Lord Wallace of Saltaire
Main Page: Lord Wallace of Saltaire (Liberal Democrat - Life peer)Department Debates - View all Lord Wallace of Saltaire's debates with the Ministry of Defence
(1 month, 1 week ago)
Lords ChamberMy Lords, I was puzzled by the assumption in the speech of the noble Lord, Lord Hannan, that while the European Union’s negotiators have not been entirely rational in their approach to bilateral relations with us, the British negotiators since Brexit—David Davis, Boris Johnson, the noble Lord, Lord Frost, and others—have been entirely rational actors. That is perhaps something that the noble Lord will cover in a future Telegraph column.

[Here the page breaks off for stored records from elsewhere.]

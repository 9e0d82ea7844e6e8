/*
 * wg-meta: a metadata layer for WireGuard-style interface configs. Names,
 * aliases and an enabled/disabled flag are stored as specially prefixed comment
 * lines, so the files stay valid input for tools that only know the plain format.
 */
pub mod core;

I want to talk about the situation that we are in now. We are in a very dangerous situation for British foreign policy. For the last 60 to 70 years, we have assumed that our closest and most mutually trusting relationship is with the United States. In four weeks’ time, there will be a presidential election, which will give us either a second Trump presidency—it is highly unclear what that will mean for transatlantic relations, as he pays little attention to Britain except for his golf courses—or a Harris presidency, which will arrive contested, with law suits and quite possibly disorder, and will also distract the United States. We will have lost American leadership. In this situation, we need to go as far as we can to develop the closest possible relations and better mutual understanding with our neighbours in Europe, because those are the most trustful and important partners we have. If we are going to build closer mutual understanding, it has to include a range of relations, formal and informal, at all levels.
That is why so many of us think that youth exchanges are very important. When I first started studying the European Union, I remember discovering how much effort the French and the Germans had made to rebuild relations between their countries by encouraging student and youth exchanges and putting money into them. When we joined the European Community, as it then was, the then pro-European Conservative Government tried to do something similar, and in 1973 suggested a range of those models. Of course, in 1974, the then anti-European Labour Government cancelled those, and we have never put enough effort into it since. I say to the Minister that the argument against going back into Erasmus is that more students come to Britain than British students go there and it therefore costs us more money; the argument for going back to Erasmus ought to be that we need more British young people to travel abroad and more British students to study at European universities and learn the language. That is a matter of sufficient importance for the future of British society and British foreign policy to make going back into Erasmus worthwhile.
Furthermore, we need to have exchanges not just between parties and parliamentarians, which has already been discussed, but between police. We have lost that through leaving Europol. There is no organised crime that is purely national these days. Cross-border contacts and understanding between police forces are very important, as they are between officials at all levels. We have lost our European cadre in the Foreign Office, and the European Union works the way it does precisely because there are intense and regular contacts between officials from different countries, bilaterally and multilaterally. That is what we need to regain and what this Government need to begin to build. At that point, we will have again the mutual understanding that we need.
These are our neighbours. We need to understand each other, to work together and to negotiate with each other. For that, we need to change the way that we behave in our relationships.